The Struggle for Schools: Education, Race, and Sovereignty in the Nineteenth-Century Creek Nation
Rowan Steineker
About the research
Award
NAEd/Spencer Dissertation Fellowship
Award Year
2015
Institution
University of Oklahoma
Primary Discipline
N/A
The Struggle for Schools: Education, Race, and Sovereignty in the Nineteenth-Century Creek Nation draws on archival research to analyze the intersection of education, race, and sovereignty in nineteenth-century Indian Territory, using the Creek Nation as a case study. Unlike the thousands of Native American students who attended federally-controlled boarding schools in the late nineteenth and twentieth century, Creek students participated in a system of education controlled by their own tribal government.

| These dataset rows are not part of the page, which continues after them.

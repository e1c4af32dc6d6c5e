//! Health check endpoint for liveness probes.

use axum::http::StatusCode;

/// Returns 200 OK with the text "OK" while the server accepts connections.
pub async fn health_handler() -> (StatusCode, &'static str) {
    (StatusCode::OK, "OK")
}
//! Per-key async locks.
//!
//! [`MultiLock::acquire`] blocks only other acquirers of the same key.
//! Entries are reference counted and dropped from the map once no holder or
//! waiter is left.

use std::collections::HashMap;
use std::sync::{Arc, Mutex as StdMutex};

use tokio::sync::{Mutex, OwnedMutexGuard};
use tracing::debug;

type Locks = Arc<StdMutex<HashMap<String, Arc<Mutex<()>>>>>;

/// A set of named locks, cheap to clone.
#[derive(Debug, Clone, Default)]
pub struct MultiLock {
    locks: Locks,
}

impl MultiLock {
    pub fn new() -> Self {
        Self::default()
    }

    /// Waits for the lock named `key`.
    pub async fn acquire(&self, key: &str) -> MultiLockGuard {
        let entry = {
            let mut locks = self.locks.lock().unwrap_or_else(|e| e.into_inner());
            Arc::clone(locks.entry(key.to_string()).or_default())
        };

        debug!(key, "waiting for lock");
        let guard = entry.lock_owned().await;
        debug!(key, "acquired lock");

        MultiLockGuard {
            key: key.to_string(),
            locks: Arc::clone(&self.locks),
            guard: Some(guard),
        }
    }

    /// Number of keys currently held or waited for.
    pub fn len(&self) -> usize {
        self.locks.lock().unwrap_or_else(|e| e.into_inner()).len()
    }

    pub fn is_empty(&self) -> bool {
        self.len() == 0
    }
}

/// Holds a key of a [`MultiLock`].
///
/// The lock is released by [`release`](Self::release) or on drop, whichever
/// comes first. Releasing more than once has no effect.
#[derive(Debug)]
pub struct MultiLockGuard {
    key: String,
    locks: Locks,
    guard: Option<OwnedMutexGuard<()>>,
}

impl MultiLockGuard {
    pub fn key(&self) -> &str {
        &self.key
    }

    pub fn is_released(&self) -> bool {
        self.guard.is_none()
    }

    pub fn release(&mut self) {
        let Some(guard) = self.guard.take() else {
            return;
        };
        drop(guard);

        let mut locks = self.locks.lock().unwrap_or_else(|e| e.into_inner());
        if locks
            .get(&self.key)
            .is_some_and(|entry| Arc::strong_count(entry) == 1)
        {
            locks.remove(&self.key);
        }
        debug!(key = %self.key, "released lock");
    }
}

impl Drop for MultiLockGuard {
    fn drop(&mut self) {
        self.release();
    }
}
//! Parser for slash-commands in comment text.

use std::fmt;

/// A parsed slash-command.
#[derive(Debug, Clone, PartialEq, Eq)]
pub enum Command {
    /// `/ok-to-build`
    OkToBuild,
    /// `/freeze`
    Freeze,
    /// `/unfreeze`
    Unfreeze,
    /// `/tag <name>`
    Tag(String),
    /// `/bump-release <repository> <version>`
    BumpRelease { repository: String, version: String },
}

impl Command {
    pub fn name(&self) -> &'static str {
        match self {
            Command::OkToBuild => "ok-to-build",
            Command::Freeze => "freeze",
            Command::Unfreeze => "unfreeze",
            Command::Tag(_) => "tag",
            Command::BumpRelease { .. } => "bump-release",
        }
    }
}

impl fmt::Display for Command {
    fn fmt(&self, f: &mut fmt::Formatter<'_>) -> fmt::Result {
        match self {
            Command::Tag(name) => write!(f, "/tag {name}"),
            Command::BumpRelease {
                repository,
                version,
            } => write!(f, "/bump-release {repository} {version}"),
            other => write!(f, "/{}", other.name()),
        }
    }
}

/// Parses the first slash-command found in comment text.
///
/// # Parsing Rules
///
/// - The text is scanned line by line; the first line holding a valid command wins
/// - Leading and trailing whitespace of a line is ignored
/// - A command must start its line (`> /freeze` in a quote is not a command)
/// - Command names are case-sensitive and must be followed by whitespace or
///   the end of the line (`/freezer` is not `/freeze`)
/// - Commands with arguments need all of them; extra words are ignored
///
/// ```
/// use metal_robot::commands::{Command, parse_command};
///
/// assert_eq!(parse_command("/freeze"), Some(Command::Freeze));
/// assert_eq!(
///     parse_command("/bump-release metalctl v0.8.1"),
///     Some(Command::BumpRelease {
///         repository: "metalctl".to_string(),
///         version: "v0.8.1".to_string(),
///     })
/// );
/// assert_eq!(parse_command("please /freeze"), None);
/// assert_eq!(parse_command("/tag"), None);
/// ```
pub fn parse_command(text: &str) -> Option<Command> {
    text.lines().find_map(parse_line)
}

fn parse_line(line: &str) -> Option<Command> {
    let mut words = line.trim().strip_prefix('/')?.split_whitespace();
    match words.next()? {
        "ok-to-build" => Some(Command::OkToBuild),
        "freeze" => Some(Command::Freeze),
        "unfreeze" => Some(Command::Unfreeze),
        "tag" => words.next().map(|name| Command::Tag(name.to_string())),
        "bump-release" => {
            let repository = words.next()?.to_string();
            let version = words.next()?.to_string();
            Some(Command::BumpRelease {
                repository,
                version,
            })
        }
        _ => None,
    }
}

#[cfg(test)]
mod tests {
    use super::*;
    use proptest::prelude::*;

    // ==================== Valid command parsing ====================

    #[test]
    fn simple_commands_parse() {
        assert_eq!(parse_command("/ok-to-build"), Some(Command::OkToBuild));
        assert_eq!(parse_command("/freeze"), Some(Command::Freeze));
        assert_eq!(parse_command("/unfreeze"), Some(Command::Unfreeze));
    }

    #[test]
    fn extra_words_are_ignored() {
        assert_eq!(
            parse_command("/freeze until the CVE fix is in"),
            Some(Command::Freeze)
        );
        assert_eq!(
            parse_command("/tag v1.0.0 please"),
            Some(Command::Tag("v1.0.0".to_string()))
        );
    }

    #[test]
    fn missing_arguments_do_not_parse() {
        assert_eq!(parse_command("/tag"), None);
        assert_eq!(parse_command("/tag   "), None);
        assert_eq!(parse_command("/bump-release metalctl"), None);
    }

    #[test]
    fn unknown_commands_are_ignored() {
        assert_eq!(parse_command("/freezer"), None);
        assert_eq!(parse_command("/FREEZE"), None);
        assert_eq!(parse_command("/ not-a-command"), None);
        assert_eq!(parse_command("/"), None);
        assert_eq!(parse_command(""), None);
    }

    #[test]
    fn quoted_commands_are_ignored() {
        assert_eq!(parse_command("> /freeze"), None);
        assert_eq!(parse_command("see `/freeze`"), None);
    }

    // ==================== Multiple commands: first wins ====================

    #[test]
    fn first_command_wins() {
        assert_eq!(parse_command("/unfreeze\n/freeze"), Some(Command::Unfreeze));
        assert_eq!(
            parse_command("Thanks!\n/tag\n/freeze\r\n/unfreeze"),
            Some(Command::Freeze)
        );
    }

    #[test]
    fn display_renders_the_command_line() {
        assert_eq!(Command::OkToBuild.to_string(), "/ok-to-build");
        assert_eq!(
            Command::BumpRelease {
                repository: "metal-api".to_string(),
                version: "v0.15.1".to_string()
            }
            .to_string(),
            "/bump-release metal-api v0.15.1"
        );
    }

    fn arb_command() -> impl Strategy<Value = Command> {
        let word = "[a-zA-Z0-9._-]{1,20}";
        prop_oneof![
            Just(Command::OkToBuild),
            Just(Command::Freeze),
            Just(Command::Unfreeze),
            word.prop_map(Command::Tag),
            (word, word).prop_map(|(repository, version)| Command::BumpRelease {
                repository,
                version
            }),
        ]
    }

    proptest! {
        /// Arbitrary text should never cause a panic.
        #[test]
        fn arbitrary_text_never_panics(text: String) {
            let _ = parse_command(&text);
        }

        /// A rendered command parses back to itself, wherever it sits in the comment.
        #[test]
        fn rendered_commands_parse(
            cmd in arb_command(),
            prefix in "([a-zA-Z ,.!]{0,30}\n){0,3}",
            ws in "[ \t]{0,3}",
        ) {
            let text = format!("{prefix}{ws}{cmd}{ws}\nmore text");
            prop_assert_eq!(parse_command(&text), Some(cmd));
        }

        /// Text without a leading slash on any line never yields a command.
        #[test]
        fn no_slash_no_command(text in "[^/]*") {
            prop_assert_eq!(parse_command(&text), None);
        }
    }
}
//! `yaml-translate-releases`: aggregation with values taken from the source.
//!
//! Instead of writing the released tag itself, each translation reads a value
//! from a YAML file of the source repository at the released tag and writes
//! it into the target through its patches. Freeze gating works as for
//! `aggregate-releases`.

use std::collections::BTreeMap;

use serde::Deserialize;
use tracing::{debug, info};

use crate::config::{ActionKind, ConfigError};
use crate::dispatch::MultiLock;
use crate::git::WorkingCopy;
use crate::github::GitHubClient;
use crate::gitlab::GitLabClient;
use crate::patch::{PatchSpec, apply_all, read_yaml_value, validate_all};
use crate::template::render;
use crate::types::ReleaseTag;

use super::common::{
    Origin, ReleaseParams, ReleasePullRequest, default_base_branch, default_bump_template,
    default_release_branch, default_release_pr_title, patch_and_push,
};
use super::{ActionError, WebhookHandler};

#[derive(Debug, Clone, PartialEq, Eq, Deserialize)]
#[serde(rename_all = "kebab-case", deny_unknown_fields)]
pub struct YamlTranslateArgs {
    pub repository: String,
    #[serde(default = "default_release_branch")]
    pub branch: String,
    #[serde(default = "default_base_branch")]
    pub branch_base: String,
    #[serde(default = "default_release_pr_title")]
    pub pull_request_title: String,
    #[serde(default = "default_bump_template")]
    pub commit_message_template: String,
    /// GitLab client used to read sources released on GitLab.
    pub source_client: Option<String>,
    #[serde(default)]
    pub sources: BTreeMap<String, Vec<Translation>>,
}

#[derive(Debug, Clone, PartialEq, Eq, Deserialize)]
#[serde(rename_all = "kebab-case", deny_unknown_fields)]
pub struct Translation {
    pub from: YamlSource,
    pub to: Vec<PatchSpec>,
}

/// A value in a YAML file of the source repository.
#[derive(Debug, Clone, PartialEq, Eq, Deserialize)]
#[serde(rename_all = "kebab-case", deny_unknown_fields)]
pub struct YamlSource {
    pub file: String,
    pub yaml_path: String,
}

#[derive(Debug)]
pub struct YamlTranslateReleases {
    client: GitHubClient,
    gitlab: Option<GitLabClient>,
    args: YamlTranslateArgs,
    locks: MultiLock,
}

impl YamlTranslateReleases {
    pub fn new(
        client: GitHubClient,
        gitlab: Option<GitLabClient>,
        args: YamlTranslateArgs,
        locks: MultiLock,
    ) -> Result<Self, ConfigError> {
        for translations in args.sources.values() {
            for translation in translations {
                validate_all(&translation.to).map_err(|source| ConfigError::InvalidPatch {
                    action: ActionKind::YamlTranslateReleases,
                    source,
                })?;
            }
        }
        Ok(YamlTranslateReleases {
            client,
            gitlab,
            args,
            locks,
        })
    }

    /// Reads every translation's value from the source at `tag`.
    async fn read_values(
        &self,
        params: &ReleaseParams,
        tag: &ReleaseTag,
        translations: &[Translation],
    ) -> Result<Vec<String>, ActionError> {
        let remote = match &params.origin {
            Origin::GitHub => self.client.remote_url(&params.source).await?,
            Origin::GitLab { project_path } => match &self.gitlab {
                Some(gitlab) => gitlab.remote_url(project_path),
                None => {
                    return Err(ActionError::skip(format!(
                        "no source-client configured to read {} from GitLab",
                        project_path
                    )));
                }
            },
        };

        let source = WorkingCopy::clone_at_ref(&remote, tag.as_str()).await?;
        let values = translations
            .iter()
            .map(|t| read_yaml_value(&source, &t.from.file, &t.from.yaml_path))
            .collect::<Result<Vec<_>, _>>()?;
        debug!(source = %params.source, tag = %tag, ?values, "read translated values");
        Ok(values)
    }
}

impl WebhookHandler<ReleaseParams> for YamlTranslateReleases {
    async fn handle(&self, params: ReleaseParams) -> Result<(), ActionError> {
        let Some(translations) = self.args.sources.get(&params.source) else {
            return Err(ActionError::skip(format!(
                "{} is not a source of {}",
                params.source, self.args.repository
            )));
        };
        let tag = ReleaseTag::parse(&params.tag).map_err(|e| ActionError::skip(e.to_string()))?;
        let release = ReleasePullRequest {
            repository: &self.args.repository,
            branch: &self.args.branch,
            base: &self.args.branch_base,
            title: &self.args.pull_request_title,
        };

        if release
            .warn_if_frozen(&self.client, &params.source, tag.as_str())
            .await?
        {
            return Ok(());
        }

        let values = self.read_values(&params, &tag, translations).await?;

        let mut lock = self.locks.acquire(&self.args.repository).await;
        let message = render(
            &self.args.commit_message_template,
            &[&params.source, tag.as_str()],
        );
        let pushed = patch_and_push(
            &self.client,
            &self.args.repository,
            &self.args.branch,
            &message,
            &mut lock,
            |fs| {
                translations
                    .iter()
                    .zip(&values)
                    .try_for_each(|(t, value)| apply_all(&t.to, fs, value))
            },
        )
        .await?;

        if pushed {
            info!(
                repository = %self.args.repository,
                source = %params.source,
                tag = %tag,
                "translated release"
            );
        }
        release.ensure(&self.client).await
    }
}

Creeks embraced education as a national institution as one strategy to defend their political sovereignty from U.S. intrusion. The Creek government and other indigenous nations in Indian Territory excluded an estimated 30,000 white children of families who intruded into Indian Territory from all tribal schools. Meanwhile, former Creek slaves attended separate “colored” institutions funded and administered by the tribal government. Thus, this study argues that because the Creek Nation embraced education as a tool of indigenous nation building, the state of education in Indian Territory represents a counter-narrative to the broader history of American boarding school education. By the beginning of the twentieth century, however, racial ideology, federal policies, and the ongoing system of settler colonialism reshaped schools in the region to reflect national trends. The federal government took control of Creek schools, advanced Euro-American education, and permitted African American segregation. This will be the first in-depth historical study of a tribally-controlled school system and the first examination of the intersecting experiences of Native American, African American, and Euro-American education in Indian Territory. It contributes to the scholarship the growing literature on education, race, and colonialism in the U.S.
About Rowan Steineker
Rowan Steineker is a doctoral candidate in the Department of History at University of Oklahoma. She received a bachelor’s degree in History and Sociology/Anthropology from Westminster College in Fulton, Missouri in 2009. In 2011, she completed her master’s in History at the University of Oklahoma. Her research interests include U.S. history with a focus on education, race, gender, and the indigenous experience. Specifically, her dissertation examines the intersection of Native American, African American, and Euro-American education in Indian Territory during the nineteenth and early twentieth century. Her research has been supported by several university-level grants, Phi Alpha Theta, and the Newberry Consortium for American Indian Studies. She also previously served as an editorial fellow at the University of Oklahoma Press.